32 Reasons Stocks Will Jump This Year
This column was originally published on Street Insight on Jan. 30 at 8:40 a.m. ET. It's being republished as a bonus for TheStreet.com and RealMoney.com readers. For more information about subscribing to Street Insight, please click here.
Last year around this time, I speculated on the 20 reasons U.S. stocks would rise a total of 15% for the year. This year, I have 32 reasons for a 17% total return in the S&P 500 for the year. I believe:
1. U.S. GDP growth will average 3.0% this year. My reasons: Housing- and auto-related weakness will subside, and the GDP deflator will subtract less from nominal growth as inflation continues to decelerate.

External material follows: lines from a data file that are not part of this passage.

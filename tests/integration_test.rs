// Integration tests for the scheduling board engine
// Exercises the grid, layout, view axis, drag controller and store together

mod fixtures;

use pretty_assertions::assert_eq;

use egui::{pos2, vec2, Rect};
use salon_board::drag::{DragController, DragOutcome, DropTarget};
use salon_board::grid::TimeGrid;
use salon_board::layout::column_layout;
use salon_board::models::appointment::AppointmentStatus;
use salon_board::services::schedule::{AppointmentDraft, ScheduleStore};
use salon_board::view::{ColumnKey, ViewAxis, WeekStart};

use fixtures::{appointment, dates, team};

#[test]
fn salon_grid_has_51_slots_from_open_to_close() {
    let grid = TimeGrid::salon_default();
    assert_eq!(grid.len(), 51);
    assert_eq!(grid.slot(0), Some("7:30 AM"));
    assert_eq!(grid.slot(50), Some("8:00 PM"));
}

#[test]
fn chained_overlaps_form_one_two_lane_cluster() {
    // A 9:00-9:45, B 9:15-10:00, C 9:45-10:15: one cluster, two lanes, with
    // A and C stacked in the same lane since they never overlap each other.
    let appointments = vec![
        appointment("a", "9:00 AM", 45),
        appointment("b", "9:15 AM", 45),
        appointment("c", "9:45 AM", 30),
    ];
    let refs: Vec<_> = appointments.iter().collect();
    let layout = column_layout(&refs);

    for id in ["a", "b", "c"] {
        assert_eq!(layout[id].count, 2);
    }
    assert_eq!(layout["a"].index, layout["c"].index);
    assert_ne!(layout["a"].index, layout["b"].index);

    // Lane offsets are distinct multiples of the uniform width.
    assert_eq!(layout["a"].left(), 0.0);
    assert_eq!(layout["b"].left(), 0.5);
    assert_eq!(layout["a"].width(), 0.5);
}

#[test]
fn drag_to_another_stylist_and_slot_keeps_payload() {
    let mut store = ScheduleStore::new();
    store
        .create(AppointmentDraft {
            stylist_id: "1".into(),
            date: dates::monday(),
            start_label: "9:00 AM".into(),
            duration_minutes: 45,
            status: AppointmentStatus::Confirmed,
            client_name: "Dana Reyes".into(),
            client_id: Some("c1".into()),
            service: "Haircut".into(),
            price: 65.0,
        })
        .unwrap();
    let original = store.appointments()[0].clone();

    let mut controller = DragController::new();
    let rect = Rect::from_min_size(pos2(100.0, 200.0), vec2(140.0, 144.0));
    controller.pointer_down(&original, pos2(120.0, 220.0), rect);
    controller.pointer_move(pos2(320.0, 400.0));

    let outcome = controller.pointer_up(Some(&DropTarget {
        stylist_id: "2".into(),
        date: dates::monday(),
        slot_label: "10:30 AM".into(),
    }));
    let DragOutcome::Committed(moved) = outcome else {
        panic!("expected commit");
    };
    store.update(moved).unwrap();

    let stored = store.get(&original.id).unwrap();
    assert_eq!(stored.stylist_id, "2");
    assert_eq!(stored.start_label, "10:30 AM");
    assert_eq!(stored.date, dates::monday());
    assert_eq!(stored.duration_minutes, original.duration_minutes);
    assert_eq!(stored.status, original.status);
    assert_eq!(stored.client_name, original.client_name);
    assert_eq!(stored.price, original.price);

    // The appointment left the old column and appears in the new one.
    assert!(store
        .for_column(&ColumnKey::new("1", dates::monday()))
        .is_empty());
    assert_eq!(
        store.for_column(&ColumnKey::new("2", dates::monday())).len(),
        1
    );
}

#[test]
fn cancelled_drag_leaves_layout_untouched() {
    let mut store = ScheduleStore::with_appointments(vec![
        appointment("a", "9:00 AM", 45),
        appointment("b", "9:15 AM", 45),
    ]);

    let key = ColumnKey::new("1", dates::monday());
    let before = column_layout(&store.for_column(&key));

    let grabbed = store.get("a").unwrap().clone();
    let mut controller = DragController::new();
    let rect = Rect::from_min_size(pos2(100.0, 200.0), vec2(140.0, 144.0));
    controller.pointer_down(&grabbed, pos2(110.0, 210.0), rect);
    controller.pointer_move(pos2(900.0, 900.0));
    assert_eq!(controller.pointer_up(None), DragOutcome::Discarded);

    let after = column_layout(&store.for_column(&key));
    assert_eq!(before, after);
}

#[test]
fn team_and_week_views_resolve_columns() {
    let stylists = team();

    let team_view = ViewAxis::Resource {
        date: dates::monday(),
    };
    let team_columns = team_view.columns(&stylists);
    assert_eq!(team_columns.len(), 2);
    assert_eq!(team_columns[0].title, "Jordan");
    assert!(team_columns.iter().all(|c| c.key.date == dates::monday()));

    let week_view = ViewAxis::Week {
        stylist_id: "1".into(),
        reference: dates::monday(),
        week_start: WeekStart::Rolling,
    };
    let week_columns = week_view.columns(&stylists);
    assert_eq!(week_columns.len(), 7);
    assert_eq!(week_columns[0].key.date, dates::monday());
    assert_eq!(week_columns[1].key.date, dates::tuesday());
    assert!(week_columns.iter().all(|c| c.key.stylist_id == "1"));

    // Paging moves exactly one week; team view paging changes nothing.
    let next_week = week_view.next().columns(&stylists);
    assert_eq!(
        next_week[0].key.date,
        dates::monday() + chrono::Duration::days(7)
    );
    assert_eq!(team_view.next(), team_view);
}

#[test]
fn blocked_time_occupies_the_grid_like_a_booking() {
    let grid = TimeGrid::salon_default();
    let mut store = ScheduleStore::new();

    // Front desk blocks lunch using a duration offered for that slot.
    let options = grid.block_durations_from("12:00 PM");
    assert!(options.contains(&60));
    store
        .create_block("1", dates::monday(), "12:00 PM", 60, "Lunch")
        .unwrap();

    store
        .create(AppointmentDraft {
            stylist_id: "1".into(),
            date: dates::monday(),
            start_label: "12:30 PM".into(),
            duration_minutes: 45,
            status: AppointmentStatus::Confirmed,
            client_name: "Walk-in".into(),
            client_id: None,
            service: "Blowout".into(),
            price: 45.0,
        })
        .unwrap();

    let key = ColumnKey::new("1", dates::monday());
    let layout = column_layout(&store.for_column(&key));
    // The block and the booking collide, so both get half the column.
    assert!(layout.values().all(|lane| lane.count == 2));
}

#[test]
fn appointments_round_trip_through_json() {
    let original = appointment("a", "9:00 AM", 45);
    let json = serde_json::to_string(&original).unwrap();
    let back: salon_board::models::appointment::Appointment =
        serde_json::from_str(&json).unwrap();
    assert_eq!(back, original);
    assert!(json.contains("\"confirmed\""));
}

2. Americans' median household net worth will hit another all-time high. This will be due to home values remaining near record highs after a historic run-up, stock portfolios continuing to rise, wages continuing to outpace inflation and unemployment remaining low.3. Consumer spending will accelerate back to above-average rates. The catalysts include more seasonally appropriate weather, a healthy job market, wages substantially outpacing inflation, rising stocks, a stabilizing housing market, pent-up demand, lower energy prices and rising confidence. 4. Housing sales are likely to improve modestly. This will lead to a dramatic decline in home inventories as new construction remains muted throughout the year. The average home price is likely to trend slightly lower through the first two quarters of the year, before a modest uptick into year-end leaves prices about even. 5. The unemployment rate will average 4.5% throughout the year. It has averaged a very low 4.6% over the last 12 months and has been lower than that during only two other periods since the mid-1950s. More technology, health care and financial jobs will help offset real estate-related job losses.